Trois caractéristiques du roman m'ont frappé pendant sa lecture. Ce roman, paru au début du XIXe, est terriblement romantique. Les personnages, qui se comportent en société avec les apparences de la cordialité et de la réflexion, intérieurement bouillonnent et sont torturés par leurs passions, ce qui les conduit parfois à commettre des actes désespérés. Par ailleurs, dans ce roman, le divorce paraît être envisageable comme remède à un mariage vacillant. Les divers personnages discourent franchement de cette question et d'autres qui lui sont liées. Sans amour réciproque, le mariage est considéré comme un fardeau pour les époux, comme l'illustrent les personnages du comte et de la baronne, vieux couple en attente de légalisation, faute d'avoir pu se défaire préalablement d'époux gênants. Le curieux personnage de Courtier paraît bien être le seul ardent défenseur du mariage, prêt à rabibocher les parties de toutes sortes de différends. Enfin, ce roman nous fait découvrir les coutumes et les divers passe-temps de la société de l'époque.

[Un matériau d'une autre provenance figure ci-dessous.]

use blobsign_azure_blob::canonical::{canonicalize_headers, canonicalize_resource};
use blobsign_azure_blob::{Credential, RequestSigner};
use blobsign_core::{Context, ErrorKind, SignRequest, SigningRequest};
use http::request::Parts;
use http::Request;
use pretty_assertions::assert_eq;

use crate::AZURITE_KEY;

const LIST_URL: &str =
    "http://127.0.0.1:10000/devstoreaccount1/images?restype=container&comp=list&prefix=a%2Fb";

fn list_request(extra: &[(&str, &str)]) -> Parts {
    let mut builder = Request::get(LIST_URL)
        .header("x-ms-date", "Tue, 01 Mar 2022 08:12:34 GMT")
        .header("x-ms-version", "2017-04-17");
    for (k, v) in extra {
        builder = builder.header(*k, *v);
    }
    builder.body(()).unwrap().into_parts().0
}

async fn authorization(mut parts: Parts) -> String {
    RequestSigner::new()
        .sign_request(
            &Context::new(),
            &mut parts,
            &Credential::with_shared_key("devstoreaccount1", AZURITE_KEY),
        )
        .await
        .unwrap();
    parts.headers["authorization"].to_str().unwrap().to_string()
}

#[tokio::test]
async fn test_sign_list_blobs_on_emulator() {
    assert_eq!(
        authorization(list_request(&[])).await,
        "SharedKey devstoreaccount1:rgNCaY00KTu+zXRiSo/JscJ5azJBpals1bOo24vDb3A="
    );
}

#[tokio::test]
async fn test_content_type_changes_signature() {
    let plain = authorization(list_request(&[])).await;
    let typed = authorization(list_request(&[("content-type", "application/xml")])).await;
    assert_ne!(plain, typed);
}

#[tokio::test]
async fn test_header_order_does_not_change_signature() {
    let a = authorization(list_request(&[("x-ms-meta-b", "2"), ("x-ms-meta-a", "1")])).await;
    let b = authorization(list_request(&[("x-ms-meta-a", "1"), ("x-ms-meta-b", "2")])).await;
    assert_eq!(a, b);
}

#[tokio::test]
async fn test_unsigned_headers_do_not_change_signature() {
    let plain = authorization(list_request(&[])).await;
    let extra = authorization(list_request(&[
        ("accept-charset", "UTF-8"),
        ("user-agent", "blobsign"),
    ]))
    .await;
    assert_eq!(plain, extra);
}

#[tokio::test]
async fn test_query_is_kept_after_signing() {
    let mut parts = list_request(&[]);
    RequestSigner::new()
        .sign_request(
            &Context::new(),
            &mut parts,
            &Credential::with_shared_key("devstoreaccount1", AZURITE_KEY),
        )
        .await
        .unwrap();

    assert_eq!(parts.uri, LIST_URL);
}

#[tokio::test]
async fn test_sign_fails_without_authority() {
    let (mut parts, _) = Request::get("/images/a.png").body(()).unwrap().into_parts();
    let err = RequestSigner::new()
        .sign_request(
            &Context::new(),
            &mut parts,
            &Credential::with_shared_key("devstoreaccount1", AZURITE_KEY),
        )
        .await
        .unwrap_err();

    assert_eq!(err.kind(), ErrorKind::RequestInvalid);
    assert!(parts.headers.get("authorization").is_none());
}

#[test]
fn test_canonical_strings_of_list_request() {
    let mut parts = list_request(&[("X-Ms-Meta-Owner", "ops")]);
    let req = SigningRequest::build(&mut parts).unwrap();

    assert_eq!(
        canonicalize_headers(&req).unwrap(),
        "x-ms-date:Tue, 01 Mar 2022 08:12:34 GMT\nx-ms-meta-owner:ops\nx-ms-version:2017-04-17"
    );
    assert_eq!(
        canonicalize_resource(&req, "devstoreaccount1"),
        "/devstoreaccount1/devstoreaccount1/images\ncomp:list\nprefix:a/b\nrestype:container"
    );
}
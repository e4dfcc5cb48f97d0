//! Hash related utils.

use crate::Error;
use base64::prelude::BASE64_STANDARD;
use base64::Engine;
use hmac::Hmac;
use hmac::Mac;
use sha2::Sha256;

/// Base64 encode
pub fn base64_encode(content: &[u8]) -> String {
    BASE64_STANDARD.encode(content)
}

/// Base64 decode
///
/// Storage account keys are distributed as standard (padded) base64, a
/// malformed key is reported as [`crate::ErrorKind::CredentialInvalid`].
pub fn base64_decode(content: &str) -> crate::Result<Vec<u8>> {
    BASE64_STANDARD
        .decode(content)
        .map_err(|e| Error::credential_invalid("base64 decode failed").with_source(e))
}

/// HMAC with SHA256 hash.
pub fn hmac_sha256(key: &[u8], content: &[u8]) -> crate::Result<Vec<u8>> {
    let mut h = Hmac::<Sha256>::new_from_slice(key)
        .map_err(|_| Error::unexpected("failed to initialize hmac-sha256"))?;
    h.update(content);

    Ok(h.finalize().into_bytes().to_vec())
}

/// Base64 encoded HMAC with SHA256 hash.
pub fn base64_hmac_sha256(key: &[u8], content: &[u8]) -> crate::Result<String> {
    hmac_sha256(key, content).map(|v| base64_encode(&v))
}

Nos personnages se préoccupent de l'aménagement de la campagne environnante, se distraient par la lecture, la musique ou encore l'insolite représentation de « tableaux humains ». Quelques traditions sont pittoresquement décrites, comme les célébrations et rites qui accompagnent la construction d'un nouvel édifice.

Le titre du roman est inspiré d'une analogie entre les relations humaines et les affinités que peuvent manifester différentes espèces chimiques entre elles, notamment en se recombinant suite à l'insertion d'un nouvel élément au système. L'extrait prémonitoire qui suit en est une illustration.

Par Joël

Extrait :

- Si vous ne trouvez pas que cela prend un air pédant, reprit le capitaine, je puis me résumer brièvement dans le langage des signes. Figurez-vous un certain A intimement uni avec un certain B, et qui n'en saurait être séparé par beaucoup de moyens, beaucoup d'efforts ; figurez-vous un C qui se comporte de même envers D ; mettez maintenant les deux couples en contact : A se jettera sur D et C sur B, sans qu'on puisse dire qui a quitté l'autre le premier, qui s'est réuni le premier à l'autre.
- Or donc, intervint Édouard, en attendant que nous voyions tout cela de nos yeux, regardons cette formule comme une allégorie, d'où nous tirons une leçon à notre usage immédiat. Tu es A, ma Charlotte, et je suis ton B ; car, je ne dépends vraiment que de toi seule et je te suis comme B suit l'A. Le C est évidemment le capitaine, qui, cette fois, me soustrait quelque peu à toi. Or il est juste que, si tu ne veux pas te dissoudre dans le vague, on te trouve un D, et c'est, sans aucun doute, la gente demoiselle Odile, à la venue de laquelle tu ne dois pas t'opposer plus longtemps.
- Bon, réplique Charlotte. Quand bien même l'exemple, à ce que je crois, ne s'appliquerait pas tout à fait à notre cas, je regarde comme un bonheur que nous soyons aujourd'hui parfaitement d'accord, et que ces affinités naturelles et électives hâtent entre nous les confessions. J'avouerai donc que, depuis cet après-midi, je suis décidée à faire venir Odile...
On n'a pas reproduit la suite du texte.